◆ Stored data ◆

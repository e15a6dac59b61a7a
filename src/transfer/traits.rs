//! Trait definitions for transfer backends

use crate::types::{JobId, MediaKind, MediaMetadata, ProgressEvent};
use async_trait::async_trait;
use std::ops::ControlFlow;
use std::path::PathBuf;
use tokio_util::sync::CancellationToken;

/// Callback a backend reports progress through
///
/// Returning `ControlFlow::Break(())` means the job was cancelled; the backend
/// must stop the transfer and return [`Error::Cancelled`](crate::Error::Cancelled).
pub type ProgressSink<'a> = dyn FnMut(ProgressEvent) -> ControlFlow<()> + Send + 'a;

/// Everything a backend needs to fetch one source
#[derive(Clone, Debug)]
pub struct TransferRequest {
    /// Artifact id; every file the backend writes must start with it
    pub id: JobId,
    /// Canonical source URL
    pub url: String,
    /// Target container/format
    pub format: String,
    /// Quality label
    pub quality: String,
    /// What kind of media is being fetched
    pub kind: MediaKind,
    /// Directory the artifacts are written to (shared between jobs)
    pub output_dir: PathBuf,
}

impl TransferRequest {
    /// Id rendered as the file-name prefix
    pub fn file_prefix(&self) -> String {
        self.id.to_string()
    }
}

/// What a backend reports after a successful transfer
#[derive(Clone, Debug, Default)]
pub struct TransferOutcome {
    /// Backend-side metadata (id, title, duration) for the fetched item
    pub info: MediaMetadata,
    /// Directory the artifacts were written to
    pub output_dir: PathBuf,
}

/// Capabilities of a transfer backend
#[derive(Debug, Clone, Copy, PartialEq, Eq)]
pub struct TransferCapabilities {
    /// Whether the backend merges separate video and audio streams itself
    pub merges_streams: bool,
    /// Whether the backend can extract/convert audio
    pub extracts_audio: bool,
}

/// A way of getting bytes for a source onto disk
#[async_trait]
pub trait TransferBackend: Send + Sync {
    /// Fetch `request` into `request.output_dir`
    ///
    /// # Errors
    ///
    /// [`Error::Cancelled`](crate::Error::Cancelled) when the sink breaks or
    /// `cancel` fires, [`Error::Transfer`](crate::Error::Transfer) for backend
    /// failures.
    async fn fetch(
        &self,
        request: &TransferRequest,
        sink: &mut ProgressSink<'_>,
        cancel: &CancellationToken,
    ) -> crate::Result<TransferOutcome>;

    /// Get the capabilities of this backend
    fn capabilities(&self) -> TransferCapabilities;

    /// Get the name of this backend
    fn name(&self) -> &'static str;
}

◆ What the task asks ◆
Retype each entry exactly, missing none.

◆ Output of the task ◆
repository e15a6dac59b61a7a
filename src/transfer/traits.rs
//! Trait definitions for transfer backends

use crate::types::{JobId, MediaKind, MediaMetadata, ProgressEvent};
use async_trait::async_trait;
use std::ops::ControlFlow;
use std::path::PathBuf;
use tokio_util::sync::CancellationToken;

/// Callback a backend reports progress through
///
/// Returning `ControlFlow::Break(())` means the job was cancelled; the backend
/// must stop the transfer and return [`Error::Cancelled`](crate::Error::Cancelled).
pub type ProgressSink<'a> = dyn FnMut(ProgressEvent) -> ControlFlow<()> + Send + 'a;

/// Everything a backend needs to fetch one source
#[derive(Clone, Debug)]
pub struct TransferRequest {
    /// Artifact id; every file the backend writes must start with it
    pub id: JobId,
    /// Canonical source URL
    pub url: String,
    /// Target container/format
    pub format: String,
    /// Quality label
    pub quality: String,
    /// What kind of media is being fetched
    pub kind: MediaKind,
    /// Directory the artifacts are written to (shared between jobs)
    pub output_dir: PathBuf,
}

impl TransferRequest {
    /// Id rendered as the file-name prefix
    pub fn file_prefix(&self) -> String {
        self.id.to_string()
    }
}

/// What a backend reports after a successful transfer
#[derive(Clone, Debug, Default)]
pub struct TransferOutcome {
    /// Backend-side metadata (id, title, duration) for the fetched item
    pub info: MediaMetadata,
    /// Directory the artifacts were written to
    pub output_dir: PathBuf,
}

/// Capabilities of a transfer backend
#[derive(Debug, Clone, Copy, PartialEq, Eq)]
pub struct TransferCapabilities {
    /// Whether the backend merges separate video and audio streams itself
    pub merges_streams: bool,
    /// Whether the backend can extract/convert audio
    pub extracts_audio: bool,
}

/// A way of getting bytes for a source onto disk
#[async_trait]
pub trait TransferBackend: Send + Sync {
    /// Fetch `request` into `request.output_dir`
    ///
    /// # Errors
    ///
    /// [`Error::Cancelled`](crate::Error::Cancelled) when the sink breaks or
    /// `cancel` fires, [`Error::Transfer`](crate::Error::Transfer) for backend
    /// failures.
    async fn fetch(
        &self,
        request: &TransferRequest,
        sink: &mut ProgressSink<'_>,
        cancel: &CancellationToken,
    ) -> crate::Result<TransferOutcome>;

    /// Get the capabilities of this backend
    fn capabilities(&self) -> TransferCapabilities;

    /// Get the name of this backend
    fn name(&self) -> &'static str;
}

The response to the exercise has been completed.